On October 2, 2000, plaintiff filed an inmate complaint (#SMCI-2000-28015), complaining about the conditions of confinement, including constant illumination, being awakened during the night, "ventilation [that] reflect[s] the temperature outside," video monitoring, cold cells with inadequate clothing, lack of recreation, using food as punishment, poor air quality, inadequate spiked toothbrush contraption and having to wait months to have painful teeth extracted. The complaint was rejected because it raised more than one issue. Plaintiff appealed and the secretary's office affirmed the rejection without addressing the merits of the complaint.

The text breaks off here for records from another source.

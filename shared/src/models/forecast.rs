//! Forecast records and risk policy

use chrono::NaiveDate;
use rust_decimal::Decimal;
use serde::{Deserialize, Serialize};
use uuid::Uuid;

use super::{DemandVisit, EffectiveSettings, PendingOrderView};

/// Supply status of a kit type over the horizon
#[derive(Debug, Clone, Copy, PartialEq, Eq, PartialOrd, Ord, Serialize, Deserialize)]
#[serde(rename_all = "snake_case")]
pub enum ForecastStatus {
    Ok,
    Warning,
    Critical,
}

impl ForecastStatus {
    pub fn as_str(&self) -> &'static str {
        match self {
            ForecastStatus::Ok => "ok",
            ForecastStatus::Warning => "warning",
            ForecastStatus::Critical => "critical",
        }
    }
}

impl std::fmt::Display for ForecastStatus {
    fn fmt(&self, f: &mut std::fmt::Formatter<'_>) -> std::fmt::Result {
        f.write_str(self.as_str())
    }
}

/// Bucketed risk score
#[derive(Debug, Clone, Copy, PartialEq, Eq, PartialOrd, Ord, Serialize, Deserialize)]
#[serde(rename_all = "snake_case")]
pub enum RiskLevel {
    Low,
    Medium,
    High,
}

impl RiskLevel {
    pub fn as_str(&self) -> &'static str {
        match self {
            RiskLevel::Low => "low",
            RiskLevel::Medium => "medium",
            RiskLevel::High => "high",
        }
    }
}

impl std::fmt::Display for RiskLevel {
    fn fmt(&self, f: &mut std::fmt::Formatter<'_>) -> std::fmt::Result {
        f.write_str(self.as_str())
    }
}

#[derive(Debug, Clone, Copy, PartialEq, Eq, Serialize, Deserialize)]
#[serde(rename_all = "snake_case")]
pub enum RiskFactorType {
    Deficit,
    DemandSurge,
    ExpiringStock,
    OverdueOrders,
}

/// One contribution to a kit type's risk score
#[derive(Debug, Clone, PartialEq, Eq, Serialize, Deserialize)]
pub struct RiskFactor {
    #[serde(rename = "type")]
    pub factor_type: RiskFactorType,
    pub score: Decimal,
    pub detail: String,
}

/// Weights and thresholds of the risk score.
///
/// Scores are on a 0-100 scale; each weight is the most its factor can add.
#[derive(Debug, Clone, Copy, PartialEq, Serialize, Deserialize)]
#[serde(default)]
pub struct RiskPolicy {
    pub deficit: Decimal,
    pub demand_surge: Decimal,
    pub expiring_stock: Decimal,
    pub overdue_orders: Decimal,
    /// Scheduled visits above `recent pace × surge_ratio` count as a surge
    pub surge_ratio: Decimal,
    pub high_threshold: Decimal,
    pub medium_threshold: Decimal,
}

impl Default for RiskPolicy {
    fn default() -> Self {
        Self {
            deficit: Decimal::from(60),
            demand_surge: Decimal::from(15),
            expiring_stock: Decimal::from(15),
            overdue_orders: Decimal::from(10),
            surge_ratio: Decimal::new(15, 1),
            high_threshold: Decimal::from(50),
            medium_threshold: Decimal::from(20),
        }
    }
}

impl RiskPolicy {
    pub fn level_for(&self, score: Decimal) -> RiskLevel {
        if score >= self.high_threshold {
            RiskLevel::High
        } else if score >= self.medium_threshold {
            RiskLevel::Medium
        } else {
            RiskLevel::Low
        }
    }
}

/// Forecast of one kit type for one run
#[derive(Debug, Clone, PartialEq, Serialize, Deserialize)]
pub struct ForecastRecord {
    pub kit_type_id: Uuid,
    pub kit_type_name: String,
    pub horizon_days: i32,
    pub visits_scheduled: i32,
    pub kits_required: i32,
    pub optional_kits_required: i32,
    pub buffer_target: i32,
    pub required_with_buffer: i32,
    pub kits_available: i32,
    pub kits_expiring_soon: i32,
    pub pending_order_quantity: i32,
    pub overdue_order_quantity: i32,
    /// Shortfall ignoring orders already placed
    pub original_deficit: i32,
    /// Shortfall net of pending orders
    pub deficit: i32,
    pub status: ForecastStatus,
    pub risk_score: Decimal,
    pub risk_level: RiskLevel,
    pub risk_factors: Vec<RiskFactor>,
    pub recommended_order_qty: i32,
    pub recent_visits: i32,
    pub window_start: Option<NaiveDate>,
    pub window_end: Option<NaiveDate>,
    pub upcoming_visits: Vec<DemandVisit>,
    pub pending_orders: Vec<PendingOrderView>,
    pub settings: EffectiveSettings,
}

impl ForecastRecord {
    pub fn has_factor(&self, factor_type: RiskFactorType) -> bool {
        self.risk_factors.iter().any(|f| f.factor_type == factor_type)
    }
}

/// Forecast of every tracked kit type in a study
#[derive(Debug, Clone, Serialize, Deserialize)]
pub struct StudyForecast {
    pub study_id: Uuid,
    pub horizon_days: i32,
    pub generated_on: NaiveDate,
    pub records: Vec<ForecastRecord>,
    pub summary: ForecastSummary,
}

/// Counts by status for dashboard headers
#[derive(Debug, Clone, Default, PartialEq, Eq, Serialize, Deserialize)]
pub struct ForecastSummary {
    pub kit_types: usize,
    pub critical: usize,
    pub warning: usize,
    pub ok: usize,
    pub total_deficit: i32,
    pub total_recommended: i32,
}

impl ForecastSummary {
    pub fn from_records(records: &[ForecastRecord]) -> Self {
        records.iter().fold(
            Self {
                kit_types: records.len(),
                ..Default::default()
            },
            |mut acc, r| {
                match r.status {
                    ForecastStatus::Critical => acc.critical += 1,
                    ForecastStatus::Warning => acc.warning += 1,
                    ForecastStatus::Ok => acc.ok += 1,
                }
                acc.total_deficit += r.deficit;
                acc.total_recommended += r.recommended_order_qty;
                acc
            },
        )
    }
}

#[cfg(test)]
mod tests {
    use super::*;

    #[test]
    fn risk_levels_follow_thresholds() {
        let policy = RiskPolicy::default();
        assert_eq!(policy.level_for(Decimal::ZERO), RiskLevel::Low);
        assert_eq!(policy.level_for(Decimal::new(1999, 2)), RiskLevel::Low);
        assert_eq!(policy.level_for(Decimal::from(20)), RiskLevel::Medium);
        assert_eq!(policy.level_for(Decimal::from(50)), RiskLevel::High);
        assert_eq!(policy.level_for(Decimal::from(100)), RiskLevel::High);
    }

    #[test]
    fn status_ordering_ranks_critical_highest() {
        assert!(ForecastStatus::Critical > ForecastStatus::Warning);
        assert!(ForecastStatus::Warning > ForecastStatus::Ok);
        assert_eq!(ForecastStatus::Critical.to_string(), "critical");
    }
}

On October 23, 2000, plaintiff filed an inmate complaint (#SMCI-2000-30871), alleging that certain conditions at Supermax violated his right to be free from cruel and unusual punishment: inadequate funds to buy personal hygiene products, writing paper and stamps; visiting procedures; staff misuse of medical intercom, depriving inmates of sleep; improper cell searches; and other matters. The complaint was rejected because it raised more than one issue. Plaintiff appealed and the secretary's office affirmed the rejection without addressing the merits of the complaint.

On November 2, 2000, plaintiff filed an inmate complaint (#SMCI-2000-31868), alleging that although he had submitted numerous emergency dental request slips, he had had to wait seven months to have one tooth pulled and four additional months to have two more teeth pulled. He also complains about the finger toothbrush and not being given a soft-bristle toothbrush. The complaint was rejected because it raised more than one issue. Plaintiff appealed and the secretary's office affirmed the rejection without addressing the merits of the complaint.

On November 8, 2000, plaintiff filed an inmate complaint (#SMCI-2000-32309), complaining about the constant video monitoring that strips inmates of all privacy. The inmate complaint examiner recommended dismissing the complaint because monitoring is a security decision and not subject to review by the inmate complaint examiner. After the reviewer dismissed the complaint, the corrections complaint examiner dismissed plaintiff's appeal. That decision was accepted as the decision of the Secretary of the Department of Corrections on February 6, 2001.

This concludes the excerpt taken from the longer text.